A second extraction unit which extracts a feature parameter for voice communication from the extracted voice packet;

A calculator for calculating a voice spectrum from the feature parameter for voice communication; And

A third extractor which extracts a feature parameter for speech recognition through the speech spectrum

Voice stream conversion device comprising a.

The method of claim 1,

The terminal,

An apparatus for converting a voice stream, which is either a mobile communication terminal or an internet communication terminal.

The method of claim 1,

The second extraction unit,

And extracting Linear Predictive Coding (LPC) information from the voice packet into the feature parameter for voice communication.

The method of claim 3,

The calculation unit,

A voice stream converting apparatus is configured by using the LPC information and calculates the response spectrum (X) of the configured filter through Equation 1 below.

[Equation 1]

(M is the order of the LPC information, and N is the frequency analysis order.)

The method of claim 1,

The third extraction unit,

Applying a Mel filter bank to the speech spectrum, converting the value of the speech spectrum to which the Mel filter bank is applied to a log scale, and discrete cosine from the value of the speech spectrum converted to the log scale An apparatus for converting speech streams by extracting feature parameters for speech recognition in the form of MFCC (Mel Frequency Cepstral Coefficients) parameters.

The method of claim 1,

A connection unit for receiving the voice information through the external device connection terminal of the terminal, or transmits the translated voice information for the voice information to the terminal

Voice stream conversion device further comprising.
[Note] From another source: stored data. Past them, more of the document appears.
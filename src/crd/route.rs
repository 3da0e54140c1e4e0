//! Gateway API UDPRoute resource

use kube::CustomResource;
use schemars::JsonSchema;
use serde::{Deserialize, Serialize};

use super::gateway::GATEWAY_API_GROUP;
use super::types::{Condition, ObjectKey};

/// Specification for a UDPRoute
#[derive(CustomResource, Clone, Debug, Default, Deserialize, Serialize, JsonSchema, PartialEq)]
#[kube(
    group = "gateway.networking.k8s.io",
    version = "v1alpha2",
    kind = "UDPRoute",
    root = "UdpRoute",
    plural = "udproutes",
    status = "RouteStatus",
    namespaced,
    derive = "PartialEq"
)]
#[serde(rename_all = "camelCase")]
pub struct UdpRouteSpec {
    /// Gateways (and optionally listeners) this route attaches to
    #[serde(default)]
    pub parent_refs: Vec<ParentReference>,

    /// Routing rules
    #[serde(default)]
    pub rules: Vec<UdpRouteRule>,
}

/// Reference from a route to a parent gateway
#[derive(Clone, Debug, Default, Deserialize, Serialize, JsonSchema, PartialEq, Eq, PartialOrd, Ord)]
#[serde(rename_all = "camelCase")]
pub struct ParentReference {
    /// API group, defaults to the Gateway API group
    #[serde(default, skip_serializing_if = "Option::is_none")]
    pub group: Option<String>,
    /// Kind, defaults to Gateway
    #[serde(default, skip_serializing_if = "Option::is_none")]
    pub kind: Option<String>,
    /// Namespace, defaults to the route namespace
    #[serde(default, skip_serializing_if = "Option::is_none")]
    pub namespace: Option<String>,
    /// Gateway name
    pub name: String,
    /// Listener name to attach to
    #[serde(default, skip_serializing_if = "Option::is_none")]
    pub section_name: Option<String>,
    /// Listener port to attach to
    #[serde(default, skip_serializing_if = "Option::is_none")]
    pub port: Option<i32>,
}

impl ParentReference {
    /// Whether this reference names a Gateway
    pub fn is_gateway(&self) -> bool {
        self.group.as_deref().map_or(true, |g| g == GATEWAY_API_GROUP)
            && self.kind.as_deref().map_or(true, |k| k == "Gateway")
    }

    /// Key of the referenced gateway, resolving the namespace against the route
    pub fn gateway_key(&self, route_namespace: &str) -> ObjectKey {
        ObjectKey::namespaced(
            self.namespace.as_deref().unwrap_or(route_namespace),
            self.name.clone(),
        )
    }
}

/// A UDPRoute rule
#[derive(Clone, Debug, Default, Deserialize, Serialize, JsonSchema, PartialEq)]
#[serde(rename_all = "camelCase")]
pub struct UdpRouteRule {
    /// Backends traffic is relayed to
    #[serde(default)]
    pub backend_refs: Vec<BackendRef>,
}

/// Reference to a backend Service
#[derive(Clone, Debug, Default, Deserialize, Serialize, JsonSchema, PartialEq, Eq)]
#[serde(rename_all = "camelCase")]
pub struct BackendRef {
    /// API group, empty for core
    #[serde(default, skip_serializing_if = "Option::is_none")]
    pub group: Option<String>,
    /// Kind, defaults to Service
    #[serde(default, skip_serializing_if = "Option::is_none")]
    pub kind: Option<String>,
    /// Service name
    pub name: String,
    /// Service namespace, defaults to the route namespace
    #[serde(default, skip_serializing_if = "Option::is_none")]
    pub namespace: Option<String>,
    /// Backend port
    #[serde(default, skip_serializing_if = "Option::is_none")]
    pub port: Option<i32>,
    /// Load balancing weight
    #[serde(default, skip_serializing_if = "Option::is_none")]
    pub weight: Option<i32>,
}

impl BackendRef {
    /// Whether this reference names a core Service
    pub fn is_service(&self) -> bool {
        self.group.as_deref().map_or(true, str::is_empty)
            && self.kind.as_deref().map_or(true, |k| k == "Service")
    }

    /// Key of the referenced service, resolving the namespace against the route
    pub fn service_key(&self, route_namespace: &str) -> ObjectKey {
        ObjectKey::namespaced(
            self.namespace.as_deref().unwrap_or(route_namespace),
            self.name.clone(),
        )
    }
}

/// Observed state of a route
#[derive(Clone, Debug, Default, Deserialize, Serialize, JsonSchema, PartialEq, Eq)]
#[serde(rename_all = "camelCase")]
pub struct RouteStatus {
    /// Status per parent reference
    #[serde(default)]
    pub parents: Vec<RouteParentStatus>,
}

/// Route status relative to one parent
#[derive(Clone, Debug, Default, Deserialize, Serialize, JsonSchema, PartialEq, Eq)]
#[serde(rename_all = "camelCase")]
pub struct RouteParentStatus {
    /// The parent this entry describes
    pub parent_ref: ParentReference,
    /// Controller that wrote this entry
    pub controller_name: String,
    /// Conditions relative to the parent
    #[serde(default)]
    pub conditions: Vec<Condition>,
}

impl UdpRoute {
    /// Gateways referenced by this route
    pub fn parent_gateways(&self) -> impl Iterator<Item = ObjectKey> + '_ {
        let namespace = self.metadata.namespace.clone().unwrap_or_default();
        self.spec
            .parent_refs
            .iter()
            .filter(|p| p.is_gateway())
            .map(move |p| p.gateway_key(&namespace))
    }

    /// All backend references across rules
    pub fn backend_refs(&self) -> impl Iterator<Item = &BackendRef> {
        self.spec.rules.iter().flat_map(|r| r.backend_refs.iter())
    }
}
//! Status updater: writes rendered statuses back to the API server
//!
//! The operator forwards the statuses of every render sweep as a
//! [`StatusBatch`]. Each batch carries the full desired status set, so when
//! several batches queue up only the newest one matters. Every desired
//! status is compared against the live object, never against what this
//! updater wrote before: the object may have been recreated or its status
//! overwritten since.
//!
//! Every write is a read-stamp-compare-patch cycle guarded by the object's
//! resourceVersion. A conflict re-reads and retries right away, a bounded
//! number of times. Writes that still fail stay pending and are retried on
//! a timer until a newer batch supersedes them.

use std::collections::BTreeMap;
use std::sync::Arc;
use std::time::Duration;

use async_trait::async_trait;
use chrono::Utc;
use tokio::sync::{mpsc, oneshot};
use tokio_util::sync::CancellationToken;
use tracing::{debug, info, instrument, warn};

#[cfg(test)]
use mockall::automock;

use crate::config::ControllerConfig;
use crate::crd::ResourceKey;
use crate::render::ResourceStatus;
use crate::retry::retry_on_conflict;
use crate::Error;

/// Statuses of one render sweep
#[derive(Debug, Default)]
pub struct StatusBatch {
    /// Store generation the statuses were rendered from
    pub generation: u64,
    /// Desired status per resource
    pub statuses: BTreeMap<ResourceKey, ResourceStatus>,
    /// Receives the outcome once the batch has been written
    pub ack: Option<oneshot::Sender<UpdateReport>>,
}

/// Outcome of writing a batch
#[derive(Clone, Debug, Default, PartialEq, Eq)]
pub struct UpdateReport {
    /// Statuses written
    pub patched: Vec<ResourceKey>,
    /// Statuses already up to date
    pub unchanged: Vec<ResourceKey>,
    /// Resources that no longer exist
    pub missing: Vec<ResourceKey>,
    /// Statuses that could not be written and remain pending
    pub failed: Vec<ResourceKey>,
}

impl UpdateReport {
    /// Whether the resource's status is settled (written, unchanged or gone)
    pub fn settled(&self, key: &ResourceKey) -> bool {
        !self.failed.contains(key)
    }
}

/// Status currently stored on a resource
#[derive(Clone, Debug, PartialEq)]
pub struct CurrentStatus {
    /// resourceVersion the status was read at
    pub resource_version: Option<String>,
    /// Parsed status, `None` when the resource has none yet
    pub status: Option<ResourceStatus>,
}

/// Reads and writes resource statuses
#[cfg_attr(test, automock)]
#[async_trait]
pub trait StatusClient: Send + Sync {
    /// Current status of a resource, `None` when the resource does not exist
    async fn get_status(&self, key: &ResourceKey) -> Result<Option<CurrentStatus>, Error>;

    /// Replace a resource's status, failing with [`Error::Conflict`] when
    /// `resource_version` is stale
    async fn patch_status(
        &self,
        key: &ResourceKey,
        resource_version: Option<String>,
        status: &ResourceStatus,
    ) -> Result<(), Error>;
}

enum Outcome {
    Patched,
    Unchanged,
    Missing,
}

/// Writes statuses with optimistic concurrency
pub struct Updater {
    client: Arc<dyn StatusClient>,
    controller_name: String,
    attempts: u32,
    retry_interval: Duration,
    pending: BTreeMap<ResourceKey, ResourceStatus>,
}

impl Updater {
    /// Create an updater writing through `client`
    pub fn new(config: &ControllerConfig, client: Arc<dyn StatusClient>) -> Self {
        Self {
            client,
            controller_name: config.controller_name.clone(),
            attempts: config.status_retry_attempts,
            retry_interval: config.status_retry_interval,
            pending: BTreeMap::new(),
        }
    }

    /// Statuses waiting to be written
    pub fn pending(&self) -> usize {
        self.pending.len()
    }

    /// Replace the desired status set
    ///
    /// Anything pending from earlier batches is superseded.
    pub fn set_desired(&mut self, statuses: BTreeMap<ResourceKey, ResourceStatus>) {
        self.pending = statuses;
    }

    /// Try to write every pending status once
    #[instrument(skip(self), fields(pending = self.pending.len()))]
    pub async fn flush(&mut self) -> UpdateReport {
        let mut report = UpdateReport::default();
        let pending = std::mem::take(&mut self.pending);

        for (key, status) in pending {
            match self.write(&key, &status).await {
                Ok(Outcome::Patched) => {
                    debug!(resource = %key, "Patched status");
                    report.patched.push(key);
                }
                Ok(Outcome::Unchanged) => report.unchanged.push(key),
                Ok(Outcome::Missing) => {
                    debug!(resource = %key, "Resource gone, dropping status");
                    report.missing.push(key);
                }
                Err(e) => {
                    warn!(resource = %key, error = %e, "Status update failed, will retry");
                    self.pending.insert(key.clone(), status);
                    report.failed.push(key);
                }
            }
        }
        report
    }

    async fn write(&self, key: &ResourceKey, desired: &ResourceStatus) -> Result<Outcome, Error> {
        let client = self.client.as_ref();
        let controller = self.controller_name.as_str();
        let result = retry_on_conflict(self.attempts, "patch_status", move || async move {
            let Some(current) = client.get_status(key).await? else {
                return Ok(Outcome::Missing);
            };
            let stamped = desired.stamped(current.status.as_ref(), controller, Utc::now());
            if current.status.as_ref() == Some(&stamped) {
                return Ok(Outcome::Unchanged);
            }
            client.patch_status(key, current.resource_version, &stamped).await?;
            Ok(Outcome::Patched)
        })
        .await;

        match result {
            Err(e) if e.is_not_found() => Ok(Outcome::Missing),
            other => other,
        }
    }

    /// Write batches until cancelled
    pub async fn run(
        mut self,
        mut batches: mpsc::Receiver<StatusBatch>,
        token: CancellationToken,
    ) {
        info!("Status updater started");
        let mut retry = tokio::time::interval(self.retry_interval);
        retry.set_missed_tick_behavior(tokio::time::MissedTickBehavior::Delay);

        loop {
            tokio::select! {
                _ = token.cancelled() => break,
                batch = batches.recv() => {
                    let Some(mut batch) = batch else {
                        debug!("Status batch channel closed");
                        break;
                    };
                    let mut acks: Vec<_> = batch.ack.take().into_iter().collect();
                    while let Ok(mut newer) = batches.try_recv() {
                        acks.extend(newer.ack.take());
                        batch = newer;
                    }

                    debug!(
                        generation = batch.generation,
                        statuses = batch.statuses.len(),
                        "Writing statuses"
                    );
                    self.set_desired(batch.statuses);
                    let report = self.flush().await;
                    for ack in acks {
                        let _ = ack.send(report.clone());
                    }
                }
                _ = retry.tick(), if !self.pending.is_empty() => {
                    let report = self.flush().await;
                    debug!(failed = report.failed.len(), "Retried pending statuses");
                }
            }
        }
        info!("Status updater stopped");
    }
}
//! Criterion benchmarks for the renderer
//!
//! A full sweep runs on every store change, so its cost as the number of
//! gateways and routes grows bounds how fast changes reach the relays.

use std::collections::BTreeMap;

use criterion::{black_box, criterion_group, criterion_main, BenchmarkId, Criterion, Throughput};
use k8s_openapi::api::core::v1::{Service, ServiceSpec};
use k8s_openapi::api::discovery::v1::{Endpoint, EndpointSlice};
use rand::prelude::*;

use turngate::config::ControllerConfig;
use turngate::crd::{
    BackendRef, Dataplane, DataplaneSpec, Gateway, GatewayAddress, GatewayClass, GatewayClassSpec,
    GatewayConfig, GatewayConfigSpec, GatewaySpec, Listener, ObjectKey, ParametersReference,
    ParentReference, UdpRoute, UdpRouteRule, UdpRouteSpec, TURNGATE_GROUP,
};
use turngate::render::Renderer;
use turngate::store::Store;
use turngate::{DEFAULT_CONTROLLER_NAME, LABEL_SERVICE_NAME};

const NAMESPACE: &str = "bench";
const BACKENDS: usize = 16;

// =============================================================================
// Fixtures
// =============================================================================

fn base_store() -> Store {
    let store = Store::new();
    store
        .upsert(GatewayClass::new(
            "turngate",
            GatewayClassSpec {
                controller_name: DEFAULT_CONTROLLER_NAME.to_string(),
                parameters_ref: Some(ParametersReference {
                    group: TURNGATE_GROUP.to_string(),
                    kind: "GatewayConfig".to_string(),
                    name: "turngate-config".to_string(),
                    namespace: Some("turngate".to_string()),
                }),
                description: None,
            },
        ))
        .unwrap();
    let mut config = GatewayConfig::new("turngate-config", GatewayConfigSpec::default());
    config.metadata.namespace = Some("turngate".to_string());
    store.upsert(config).unwrap();
    store
        .upsert(Dataplane::new(
            "default",
            DataplaneSpec {
                image: "turngate/relay:latest".to_string(),
                replicas: 1,
                ..Default::default()
            },
        ))
        .unwrap();

    for i in 0..BACKENDS {
        let name = format!("backend-{i}");
        let mut svc = Service::default();
        svc.metadata.name = Some(name.clone());
        svc.metadata.namespace = Some(NAMESPACE.to_string());
        svc.spec = Some(ServiceSpec {
            cluster_ip: Some(format!("10.96.0.{}", i + 1)),
            ..Default::default()
        });
        store.upsert(svc).unwrap();

        let mut slice = EndpointSlice::default();
        slice.metadata.name = Some(format!("{name}-1"));
        slice.metadata.namespace = Some(NAMESPACE.to_string());
        slice.metadata.labels = Some(BTreeMap::from([(LABEL_SERVICE_NAME.to_string(), name)]));
        slice.address_type = "IPv4".to_string();
        slice.endpoints = (1..=8)
            .map(|host| Endpoint {
                addresses: vec![format!("10.1.{i}.{host}")],
                ..Default::default()
            })
            .collect();
        store.upsert(slice).unwrap();
    }
    store
}

fn gateway(name: &str) -> Gateway {
    let mut gw = Gateway::new(
        name,
        GatewaySpec {
            gateway_class_name: "turngate".to_string(),
            listeners: vec![
                Listener {
                    name: "udp".to_string(),
                    protocol: "TURN-UDP".to_string(),
                    port: 3478,
                    ..Default::default()
                },
                Listener {
                    name: "tcp".to_string(),
                    protocol: "TURN-TCP".to_string(),
                    port: 3478,
                    ..Default::default()
                },
            ],
            addresses: vec![GatewayAddress {
                type_: None,
                value: "203.0.113.10".to_string(),
            }],
        },
    );
    gw.metadata.namespace = Some(NAMESPACE.to_string());
    gw.metadata.uid = Some(format!("{name}-uid"));
    gw.metadata.generation = Some(1);
    gw
}

fn route(name: &str, gateway: &str, backends: &[usize]) -> UdpRoute {
    let mut route = UdpRoute::new(
        name,
        UdpRouteSpec {
            parent_refs: vec![ParentReference {
                name: gateway.to_string(),
                ..Default::default()
            }],
            rules: vec![UdpRouteRule {
                backend_refs: backends
                    .iter()
                    .map(|b| BackendRef {
                        name: format!("backend-{b}"),
                        ..Default::default()
                    })
                    .collect(),
            }],
        },
    );
    route.metadata.namespace = Some(NAMESPACE.to_string());
    route
}

/// Store with `gateways` gateways, each carrying a few routes to random backends
fn populated_store(gateways: usize) -> Store {
    let store = base_store();
    let mut rng = rand::thread_rng();
    for g in 0..gateways {
        let gw_name = format!("gateway-{g}");
        store.upsert(gateway(&gw_name)).unwrap();
        for r in 0..rng.gen_range(1..=4) {
            let count = rng.gen_range(1..=3);
            let backends: Vec<usize> = (0..BACKENDS).choose_multiple(&mut rng, count);
            store.upsert(route(&format!("{gw_name}-route-{r}"), &gw_name, &backends)).unwrap();
        }
    }
    store
}

// =============================================================================
// Benchmarks
// =============================================================================

fn bench_render_all(c: &mut Criterion) {
    let mut group = c.benchmark_group("render_all");
    let renderer = Renderer::new(&ControllerConfig::default());

    for size in [10, 100, 500] {
        let store = populated_store(size);
        let snapshot = store.snapshot();
        group.throughput(Throughput::Elements(size as u64));
        group.bench_with_input(BenchmarkId::new("gateways", size), &size, |b, _| {
            b.iter(|| black_box(renderer.render_all(black_box(&snapshot))))
        });
    }
    group.finish();
}

fn bench_render_gateway(c: &mut Criterion) {
    let mut group = c.benchmark_group("render_gateway");
    let renderer = Renderer::new(&ControllerConfig::default());

    for size in [10, 100, 500] {
        let store = populated_store(size);
        let snapshot = store.snapshot();
        group.throughput(Throughput::Elements(1));
        group.bench_with_input(BenchmarkId::new("single", size), &size, |b, &size| {
            let mut rng = rand::thread_rng();
            b.iter(|| {
                let name = format!("gateway-{}", rng.gen_range(0..size));
                let key = ObjectKey::namespaced(NAMESPACE, name);
                black_box(renderer.render_gateway(&snapshot, &key))
            })
        });
    }
    group.finish();
}

fn bench_store_churn(c: &mut Criterion) {
    let mut group = c.benchmark_group("store");

    for size in [100, 500] {
        let store = populated_store(size);
        group.throughput(Throughput::Elements(1));
        group.bench_with_input(BenchmarkId::new("upsert_then_snapshot", size), &size, |b, &size| {
            let mut rng = rand::thread_rng();
            let mut generation = 1;
            b.iter(|| {
                generation += 1;
                let mut gw = gateway(&format!("gateway-{}", rng.gen_range(0..size)));
                gw.metadata.generation = Some(generation);
                store.upsert(gw).unwrap();
                black_box(store.snapshot())
            })
        });
    }
    group.finish();
}

criterion_group!(benches, bench_render_all, bench_render_gateway, bench_store_churn);
criterion_main!(benches);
A voice input unit for receiving voice information;

A voice stream converter for extracting a voice packet of the voice information and converting the voice packet into a voice feature parameter;

A speech recognition unit converting the text information into text information using the converted speech feature parameter;

A translation unit for automatically converting the text information into a language according to preset setting information; And

Speech synthesizer for converting the converted text information back to the translated speech information

Voice interpreter terminal comprising a.

The method of claim 7, wherein

The voice stream converter,

Voice interpreter terminal comprising a.

The method of claim 7, wherein

A memory for storing the voice information, the voice packet, the voice feature parameter, the text information, the setting information, and the translated voice information;

An output unit for outputting the converted voice information;

An encoder for converting the converted voice information into a voice packet preset to be transmitted through a communication network; And

A display unit for displaying any one or more of the voice information, the voice packet, the voice feature parameter, the text information, the setting information and the translation voice information

Voice interpreter terminal further comprising.

The method of claim 7, wherein

The apparatus further includes a connection part connected to the mobile communication terminal corresponding to the telephone number received through the mobile communication network.

The connecting portion,

A voice interpreter terminal connected to an Internet communication terminal corresponding to an IP received through the Internet.
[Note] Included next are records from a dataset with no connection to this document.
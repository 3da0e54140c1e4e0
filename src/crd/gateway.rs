//! Gateway API GatewayClass and Gateway resources
//!
//! Only the fields the TURN control plane reads are modelled. Unknown fields
//! are ignored on deserialization so newer Gateway API releases still decode.

use kube::CustomResource;
use schemars::JsonSchema;
use serde::{Deserialize, Serialize};

use super::types::Condition;

/// API group of the Gateway API
pub const GATEWAY_API_GROUP: &str = "gateway.networking.k8s.io";

/// Specification for a GatewayClass
#[derive(CustomResource, Clone, Debug, Default, Deserialize, Serialize, JsonSchema, PartialEq)]
#[kube(
    group = "gateway.networking.k8s.io",
    version = "v1",
    kind = "GatewayClass",
    plural = "gatewayclasses",
    status = "GatewayClassStatus",
    derive = "PartialEq"
)]
#[serde(rename_all = "camelCase")]
pub struct GatewayClassSpec {
    /// Controller that manages gateways of this class
    pub controller_name: String,

    /// Reference to the GatewayConfig holding class-wide settings
    #[serde(default, skip_serializing_if = "Option::is_none")]
    pub parameters_ref: Option<ParametersReference>,

    /// Free-form description
    #[serde(default, skip_serializing_if = "Option::is_none")]
    pub description: Option<String>,
}

/// Reference from a GatewayClass to its parameters object
#[derive(Clone, Debug, Default, Deserialize, Serialize, JsonSchema, PartialEq, Eq)]
#[serde(rename_all = "camelCase")]
pub struct ParametersReference {
    /// API group of the referent
    pub group: String,
    /// Kind of the referent
    pub kind: String,
    /// Name of the referent
    pub name: String,
    /// Namespace of the referent
    #[serde(default, skip_serializing_if = "Option::is_none")]
    pub namespace: Option<String>,
}

/// Observed state of a GatewayClass
#[derive(Clone, Debug, Default, Deserialize, Serialize, JsonSchema, PartialEq, Eq)]
#[serde(rename_all = "camelCase")]
pub struct GatewayClassStatus {
    /// Class conditions
    #[serde(default)]
    pub conditions: Vec<Condition>,
}

/// Specification for a Gateway
#[derive(CustomResource, Clone, Debug, Default, Deserialize, Serialize, JsonSchema, PartialEq)]
#[kube(
    group = "gateway.networking.k8s.io",
    version = "v1",
    kind = "Gateway",
    plural = "gateways",
    status = "GatewayStatus",
    namespaced,
    derive = "PartialEq"
)]
#[serde(rename_all = "camelCase")]
pub struct GatewaySpec {
    /// Name of the GatewayClass this gateway belongs to
    pub gateway_class_name: String,

    /// Listener configurations
    #[serde(default)]
    pub listeners: Vec<Listener>,

    /// Requested public addresses
    #[serde(default, skip_serializing_if = "Vec::is_empty")]
    pub addresses: Vec<GatewayAddress>,
}

/// A listener on a Gateway
#[derive(Clone, Debug, Default, Deserialize, Serialize, JsonSchema, PartialEq)]
#[serde(rename_all = "camelCase")]
pub struct Listener {
    /// Listener name, unique within the gateway
    pub name: String,

    /// Protocol name (TURN-UDP, TURN-TCP, TURN-TLS, TURN-DTLS or the bare transport)
    pub protocol: String,

    /// Listening port
    pub port: i32,

    /// Hostname; unused by TURN but accepted
    #[serde(default, skip_serializing_if = "Option::is_none")]
    pub hostname: Option<String>,

    /// TLS settings for TURN-TLS and TURN-DTLS listeners
    #[serde(default, skip_serializing_if = "Option::is_none")]
    pub tls: Option<GatewayTlsConfig>,

    /// Which routes may attach to this listener
    #[serde(default, skip_serializing_if = "Option::is_none")]
    pub allowed_routes: Option<AllowedRoutes>,
}

/// TLS configuration of a listener
#[derive(Clone, Debug, Default, Deserialize, Serialize, JsonSchema, PartialEq, Eq)]
#[serde(rename_all = "camelCase")]
pub struct GatewayTlsConfig {
    /// TLS mode (Terminate)
    #[serde(default, skip_serializing_if = "Option::is_none")]
    pub mode: Option<String>,

    /// Certificate secrets
    #[serde(default)]
    pub certificate_refs: Vec<SecretObjectReference>,
}

/// Reference to a Secret holding a certificate
#[derive(Clone, Debug, Default, Deserialize, Serialize, JsonSchema, PartialEq, Eq)]
#[serde(rename_all = "camelCase")]
pub struct SecretObjectReference {
    /// API group, empty for core
    #[serde(default, skip_serializing_if = "Option::is_none")]
    pub group: Option<String>,
    /// Kind, defaults to Secret
    #[serde(default, skip_serializing_if = "Option::is_none")]
    pub kind: Option<String>,
    /// Secret name
    pub name: String,
    /// Secret namespace, defaults to the gateway namespace
    #[serde(default, skip_serializing_if = "Option::is_none")]
    pub namespace: Option<String>,
}

/// Route admission rules of a listener
#[derive(Clone, Debug, Default, Deserialize, Serialize, JsonSchema, PartialEq, Eq)]
#[serde(rename_all = "camelCase")]
pub struct AllowedRoutes {
    /// Namespaces routes may come from
    #[serde(default, skip_serializing_if = "Option::is_none")]
    pub namespaces: Option<RouteNamespaces>,

    /// Route kinds that may attach
    #[serde(default, skip_serializing_if = "Vec::is_empty")]
    pub kinds: Vec<RouteGroupKind>,
}

/// Namespace restriction of a listener
#[derive(Clone, Debug, Default, Deserialize, Serialize, JsonSchema, PartialEq, Eq)]
#[serde(rename_all = "camelCase")]
pub struct RouteNamespaces {
    /// Namespace selection mode, defaults to Same
    #[serde(default, skip_serializing_if = "Option::is_none")]
    pub from: Option<FromNamespaces>,
}

/// Namespace selection modes
#[derive(Clone, Copy, Debug, Default, Deserialize, Serialize, JsonSchema, PartialEq, Eq)]
pub enum FromNamespaces {
    /// Routes from any namespace
    All,
    /// Routes from the gateway namespace only
    #[default]
    Same,
    /// Label selector; not supported, treated as admitting nothing
    Selector,
}

/// Group and kind of a route
#[derive(Clone, Debug, Default, Deserialize, Serialize, JsonSchema, PartialEq, Eq)]
#[serde(rename_all = "camelCase")]
pub struct RouteGroupKind {
    /// API group, defaults to the Gateway API group
    #[serde(default, skip_serializing_if = "Option::is_none")]
    pub group: Option<String>,
    /// Route kind
    pub kind: String,
}

impl RouteGroupKind {
    /// The UDPRoute kind
    pub fn udp_route() -> Self {
        Self {
            group: Some(GATEWAY_API_GROUP.to_string()),
            kind: "UDPRoute".to_string(),
        }
    }

    /// Whether this names the UDPRoute kind
    pub fn is_udp_route(&self) -> bool {
        self.kind == "UDPRoute"
            && self
                .group
                .as_deref()
                .map_or(true, |g| g == GATEWAY_API_GROUP)
    }
}

/// Address requested in a Gateway spec
#[derive(Clone, Debug, Default, Deserialize, Serialize, JsonSchema, PartialEq, Eq)]
#[serde(rename_all = "camelCase")]
pub struct GatewayAddress {
    /// Address type (IPAddress or Hostname)
    #[serde(rename = "type", default, skip_serializing_if = "Option::is_none")]
    pub type_: Option<String>,
    /// Address value
    pub value: String,
}

/// Observed state of a Gateway
#[derive(Clone, Debug, Default, Deserialize, Serialize, JsonSchema, PartialEq, Eq)]
#[serde(rename_all = "camelCase")]
pub struct GatewayStatus {
    /// Addresses the gateway is reachable at
    #[serde(default)]
    pub addresses: Vec<GatewayStatusAddress>,

    /// Gateway conditions
    #[serde(default)]
    pub conditions: Vec<Condition>,

    /// Per-listener status
    #[serde(default)]
    pub listeners: Vec<ListenerStatus>,
}

/// Address reported in gateway status
#[derive(Clone, Debug, Default, Deserialize, Serialize, JsonSchema, PartialEq, Eq)]
#[serde(rename_all = "camelCase")]
pub struct GatewayStatusAddress {
    /// Address type (IPAddress or Hostname)
    #[serde(rename = "type", default, skip_serializing_if = "Option::is_none")]
    pub type_: Option<String>,
    /// Address value
    pub value: String,
}

/// Status of one listener
#[derive(Clone, Debug, Default, Deserialize, Serialize, JsonSchema, PartialEq, Eq)]
#[serde(rename_all = "camelCase")]
pub struct ListenerStatus {
    /// Listener name
    pub name: String,
    /// Number of routes attached to the listener
    pub attached_routes: i32,
    /// Route kinds the listener supports
    #[serde(default)]
    pub supported_kinds: Vec<RouteGroupKind>,
    /// Listener conditions
    #[serde(default)]
    pub conditions: Vec<Condition>,
}

impl Gateway {
    /// Whether the gateway is being deleted
    pub fn is_deleting(&self) -> bool {
        self.metadata.deletion_timestamp.is_some()
    }

    /// Whether the gateway carries the given finalizer
    pub fn has_finalizer(&self, finalizer: &str) -> bool {
        self.metadata
            .finalizers
            .as_ref()
            .is_some_and(|f| f.iter().any(|x| x == finalizer))
    }
}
Extracting a voice packet from the voice information received by the terminal;

Extracting feature parameters for voice communication from the extracted voice packet;

Calculating a voice spectrum from the feature parameter for voice communication; And

Extracting a feature parameter for speech recognition from the speech spectrum

Voice stream conversion method comprising a.

Receiving voice information;

Extracting a voice packet of the voice information and converting the voice packet into a voice feature parameter;

Converting into text information using the converted speech feature parameter;

Automatically converting the text information into a language according to preset setting information; And

Converting the converted text information back into translated voice information

Method of controlling a voice interpreter terminal comprising a.